Below are records; count the lines in them that hold "other" and give only the count.

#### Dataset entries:
========================
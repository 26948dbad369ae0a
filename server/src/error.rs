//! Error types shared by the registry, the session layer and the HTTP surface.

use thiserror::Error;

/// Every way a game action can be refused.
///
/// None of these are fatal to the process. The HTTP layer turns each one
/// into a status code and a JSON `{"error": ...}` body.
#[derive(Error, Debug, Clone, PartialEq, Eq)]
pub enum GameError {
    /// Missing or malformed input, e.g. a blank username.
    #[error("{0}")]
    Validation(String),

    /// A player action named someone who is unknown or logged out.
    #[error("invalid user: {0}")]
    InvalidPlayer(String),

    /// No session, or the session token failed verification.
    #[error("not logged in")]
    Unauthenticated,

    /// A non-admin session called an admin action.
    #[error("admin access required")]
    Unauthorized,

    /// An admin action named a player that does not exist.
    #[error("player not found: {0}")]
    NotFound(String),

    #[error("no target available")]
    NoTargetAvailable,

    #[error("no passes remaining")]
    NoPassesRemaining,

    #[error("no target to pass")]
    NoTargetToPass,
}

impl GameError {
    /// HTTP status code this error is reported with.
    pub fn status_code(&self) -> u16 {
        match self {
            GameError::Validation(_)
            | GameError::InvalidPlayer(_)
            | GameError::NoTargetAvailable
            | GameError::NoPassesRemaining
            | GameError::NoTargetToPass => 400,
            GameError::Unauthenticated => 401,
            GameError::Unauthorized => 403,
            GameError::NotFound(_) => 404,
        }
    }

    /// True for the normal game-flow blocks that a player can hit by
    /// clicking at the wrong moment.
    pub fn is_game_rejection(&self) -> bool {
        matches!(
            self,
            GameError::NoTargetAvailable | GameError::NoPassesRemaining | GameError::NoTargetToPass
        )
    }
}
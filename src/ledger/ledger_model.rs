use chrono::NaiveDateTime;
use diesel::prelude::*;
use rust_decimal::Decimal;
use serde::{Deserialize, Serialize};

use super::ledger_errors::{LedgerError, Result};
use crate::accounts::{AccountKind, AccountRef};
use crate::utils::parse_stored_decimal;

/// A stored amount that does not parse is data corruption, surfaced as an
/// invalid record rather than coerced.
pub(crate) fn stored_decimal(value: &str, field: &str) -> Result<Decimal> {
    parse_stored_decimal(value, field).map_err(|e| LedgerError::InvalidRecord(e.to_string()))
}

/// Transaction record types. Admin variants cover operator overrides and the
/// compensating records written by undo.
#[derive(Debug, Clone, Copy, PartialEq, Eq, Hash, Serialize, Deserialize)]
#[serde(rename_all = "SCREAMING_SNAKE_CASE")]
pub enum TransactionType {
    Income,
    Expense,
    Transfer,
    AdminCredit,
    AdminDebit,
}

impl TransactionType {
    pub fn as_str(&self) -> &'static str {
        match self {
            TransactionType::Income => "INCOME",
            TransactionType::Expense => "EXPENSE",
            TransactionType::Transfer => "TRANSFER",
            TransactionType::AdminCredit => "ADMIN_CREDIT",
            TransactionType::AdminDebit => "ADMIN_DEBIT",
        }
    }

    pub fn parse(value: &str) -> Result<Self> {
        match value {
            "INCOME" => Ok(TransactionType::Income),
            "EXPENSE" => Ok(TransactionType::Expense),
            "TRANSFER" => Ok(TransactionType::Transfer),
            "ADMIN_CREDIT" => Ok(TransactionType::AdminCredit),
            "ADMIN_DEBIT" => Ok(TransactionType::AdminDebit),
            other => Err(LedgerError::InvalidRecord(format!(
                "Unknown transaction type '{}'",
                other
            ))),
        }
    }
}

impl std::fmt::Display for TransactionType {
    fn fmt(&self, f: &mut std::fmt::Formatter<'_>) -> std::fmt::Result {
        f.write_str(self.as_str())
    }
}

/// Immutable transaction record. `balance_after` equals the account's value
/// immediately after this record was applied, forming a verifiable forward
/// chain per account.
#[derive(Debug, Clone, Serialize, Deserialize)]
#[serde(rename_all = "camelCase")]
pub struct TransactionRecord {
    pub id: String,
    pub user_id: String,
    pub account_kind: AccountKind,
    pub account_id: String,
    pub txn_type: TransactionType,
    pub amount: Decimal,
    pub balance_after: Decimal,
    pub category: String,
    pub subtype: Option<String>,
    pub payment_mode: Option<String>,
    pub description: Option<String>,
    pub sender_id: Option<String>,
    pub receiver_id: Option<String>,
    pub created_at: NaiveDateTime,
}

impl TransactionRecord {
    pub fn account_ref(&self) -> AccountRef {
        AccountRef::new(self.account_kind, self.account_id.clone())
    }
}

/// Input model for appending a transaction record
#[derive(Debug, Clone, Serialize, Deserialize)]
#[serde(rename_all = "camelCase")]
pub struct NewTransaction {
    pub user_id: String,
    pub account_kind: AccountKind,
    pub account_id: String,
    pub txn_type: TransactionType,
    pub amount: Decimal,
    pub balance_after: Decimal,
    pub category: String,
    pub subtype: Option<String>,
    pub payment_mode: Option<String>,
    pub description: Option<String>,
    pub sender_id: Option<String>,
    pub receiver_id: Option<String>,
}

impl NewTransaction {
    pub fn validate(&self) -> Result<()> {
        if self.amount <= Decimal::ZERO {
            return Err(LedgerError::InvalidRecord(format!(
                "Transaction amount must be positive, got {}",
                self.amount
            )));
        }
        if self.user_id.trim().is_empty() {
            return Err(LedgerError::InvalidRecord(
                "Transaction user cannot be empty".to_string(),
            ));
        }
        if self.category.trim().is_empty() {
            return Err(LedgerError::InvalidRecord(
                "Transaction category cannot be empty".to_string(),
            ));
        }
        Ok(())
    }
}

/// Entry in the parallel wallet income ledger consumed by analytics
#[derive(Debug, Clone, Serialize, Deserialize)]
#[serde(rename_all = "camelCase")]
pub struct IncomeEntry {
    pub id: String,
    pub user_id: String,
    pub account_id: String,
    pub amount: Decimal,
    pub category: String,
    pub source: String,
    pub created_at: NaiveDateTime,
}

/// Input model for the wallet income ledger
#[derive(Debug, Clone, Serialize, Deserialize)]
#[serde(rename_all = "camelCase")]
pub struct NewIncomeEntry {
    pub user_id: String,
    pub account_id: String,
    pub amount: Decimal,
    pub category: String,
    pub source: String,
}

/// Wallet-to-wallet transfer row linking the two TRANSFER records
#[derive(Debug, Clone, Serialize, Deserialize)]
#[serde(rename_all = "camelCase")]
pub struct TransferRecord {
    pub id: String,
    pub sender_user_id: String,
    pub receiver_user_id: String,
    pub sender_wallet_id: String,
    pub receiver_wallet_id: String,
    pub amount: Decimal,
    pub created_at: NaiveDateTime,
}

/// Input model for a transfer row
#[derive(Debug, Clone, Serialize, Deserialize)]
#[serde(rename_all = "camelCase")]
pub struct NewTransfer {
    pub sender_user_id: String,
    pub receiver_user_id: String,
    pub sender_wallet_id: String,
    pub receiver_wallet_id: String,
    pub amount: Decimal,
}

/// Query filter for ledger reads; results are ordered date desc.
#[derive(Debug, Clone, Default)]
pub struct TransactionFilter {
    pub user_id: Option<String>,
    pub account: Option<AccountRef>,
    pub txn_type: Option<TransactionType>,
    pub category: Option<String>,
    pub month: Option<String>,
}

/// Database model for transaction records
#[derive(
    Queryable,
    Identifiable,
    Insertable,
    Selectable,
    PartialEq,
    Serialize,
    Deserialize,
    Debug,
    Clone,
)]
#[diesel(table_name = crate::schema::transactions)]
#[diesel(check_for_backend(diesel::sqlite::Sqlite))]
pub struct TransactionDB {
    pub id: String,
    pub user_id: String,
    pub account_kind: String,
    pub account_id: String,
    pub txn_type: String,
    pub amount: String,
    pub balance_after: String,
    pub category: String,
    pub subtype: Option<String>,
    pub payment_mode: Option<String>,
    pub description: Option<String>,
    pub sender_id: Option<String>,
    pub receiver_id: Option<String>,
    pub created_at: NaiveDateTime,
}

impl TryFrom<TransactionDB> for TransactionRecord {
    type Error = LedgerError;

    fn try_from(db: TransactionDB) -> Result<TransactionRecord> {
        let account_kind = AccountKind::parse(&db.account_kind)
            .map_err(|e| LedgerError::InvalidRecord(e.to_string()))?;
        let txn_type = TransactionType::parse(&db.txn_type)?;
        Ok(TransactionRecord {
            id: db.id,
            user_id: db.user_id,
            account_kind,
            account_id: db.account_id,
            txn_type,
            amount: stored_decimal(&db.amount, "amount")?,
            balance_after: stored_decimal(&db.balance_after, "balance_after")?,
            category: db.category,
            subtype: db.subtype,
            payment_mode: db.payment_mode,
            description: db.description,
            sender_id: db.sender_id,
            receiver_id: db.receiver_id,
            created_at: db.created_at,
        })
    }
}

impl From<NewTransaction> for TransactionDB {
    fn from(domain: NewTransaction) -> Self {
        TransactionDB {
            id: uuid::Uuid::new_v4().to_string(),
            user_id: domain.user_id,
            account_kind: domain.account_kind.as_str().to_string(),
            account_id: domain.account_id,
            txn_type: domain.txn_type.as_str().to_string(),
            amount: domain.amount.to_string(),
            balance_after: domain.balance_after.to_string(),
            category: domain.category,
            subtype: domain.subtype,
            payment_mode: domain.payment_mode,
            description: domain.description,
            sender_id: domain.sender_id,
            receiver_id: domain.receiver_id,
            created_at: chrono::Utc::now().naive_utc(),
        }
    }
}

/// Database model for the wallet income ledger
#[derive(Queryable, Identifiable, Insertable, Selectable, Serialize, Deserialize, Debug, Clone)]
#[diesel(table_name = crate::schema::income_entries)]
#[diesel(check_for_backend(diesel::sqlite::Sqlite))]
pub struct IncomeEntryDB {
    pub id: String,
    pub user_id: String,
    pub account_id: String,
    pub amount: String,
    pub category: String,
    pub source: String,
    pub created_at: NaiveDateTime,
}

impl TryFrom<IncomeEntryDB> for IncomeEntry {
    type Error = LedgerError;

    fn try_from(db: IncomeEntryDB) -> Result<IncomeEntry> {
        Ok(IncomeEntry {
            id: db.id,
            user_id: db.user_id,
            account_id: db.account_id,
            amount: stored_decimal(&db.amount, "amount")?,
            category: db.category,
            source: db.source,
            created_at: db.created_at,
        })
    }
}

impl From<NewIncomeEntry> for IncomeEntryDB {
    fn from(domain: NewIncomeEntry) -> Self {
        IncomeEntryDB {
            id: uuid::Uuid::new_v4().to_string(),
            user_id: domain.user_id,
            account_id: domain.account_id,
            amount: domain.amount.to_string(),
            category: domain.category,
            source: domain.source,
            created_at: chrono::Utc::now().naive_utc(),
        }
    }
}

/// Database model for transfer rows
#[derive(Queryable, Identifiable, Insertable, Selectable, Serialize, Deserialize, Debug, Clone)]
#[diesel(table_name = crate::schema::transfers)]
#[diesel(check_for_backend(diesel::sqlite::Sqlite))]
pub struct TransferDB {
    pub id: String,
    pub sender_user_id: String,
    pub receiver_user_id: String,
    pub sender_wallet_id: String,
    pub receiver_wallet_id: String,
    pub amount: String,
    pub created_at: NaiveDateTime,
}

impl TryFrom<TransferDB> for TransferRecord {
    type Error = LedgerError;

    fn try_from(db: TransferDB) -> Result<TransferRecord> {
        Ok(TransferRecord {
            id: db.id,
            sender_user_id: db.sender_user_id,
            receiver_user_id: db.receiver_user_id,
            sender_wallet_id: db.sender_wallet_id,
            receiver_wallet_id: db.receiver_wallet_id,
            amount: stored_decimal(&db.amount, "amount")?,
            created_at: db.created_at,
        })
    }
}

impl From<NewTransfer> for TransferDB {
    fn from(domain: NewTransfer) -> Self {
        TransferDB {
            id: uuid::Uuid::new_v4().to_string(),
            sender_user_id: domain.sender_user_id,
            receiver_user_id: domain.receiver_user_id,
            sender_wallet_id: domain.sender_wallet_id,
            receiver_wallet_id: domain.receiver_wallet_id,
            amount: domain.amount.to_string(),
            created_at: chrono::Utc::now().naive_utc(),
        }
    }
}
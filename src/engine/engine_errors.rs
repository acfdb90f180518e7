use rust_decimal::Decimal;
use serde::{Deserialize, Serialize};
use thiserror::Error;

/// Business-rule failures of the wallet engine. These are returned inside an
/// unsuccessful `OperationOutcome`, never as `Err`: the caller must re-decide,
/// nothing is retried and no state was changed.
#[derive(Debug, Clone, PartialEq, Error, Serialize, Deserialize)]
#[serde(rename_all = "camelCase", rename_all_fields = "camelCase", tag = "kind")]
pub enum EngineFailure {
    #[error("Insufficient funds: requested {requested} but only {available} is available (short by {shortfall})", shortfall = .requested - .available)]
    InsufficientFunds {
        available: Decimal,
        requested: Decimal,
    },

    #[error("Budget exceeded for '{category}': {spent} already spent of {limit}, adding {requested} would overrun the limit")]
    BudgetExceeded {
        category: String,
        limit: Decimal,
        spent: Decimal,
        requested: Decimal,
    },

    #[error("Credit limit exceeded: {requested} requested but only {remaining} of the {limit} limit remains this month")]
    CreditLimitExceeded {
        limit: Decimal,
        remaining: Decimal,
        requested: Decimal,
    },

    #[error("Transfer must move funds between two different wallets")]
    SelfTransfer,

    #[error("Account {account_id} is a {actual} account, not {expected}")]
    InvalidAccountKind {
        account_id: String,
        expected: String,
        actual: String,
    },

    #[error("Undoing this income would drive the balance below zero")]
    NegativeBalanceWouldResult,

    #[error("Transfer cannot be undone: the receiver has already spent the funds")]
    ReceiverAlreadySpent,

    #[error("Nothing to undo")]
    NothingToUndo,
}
========================
#### Result for this task:
2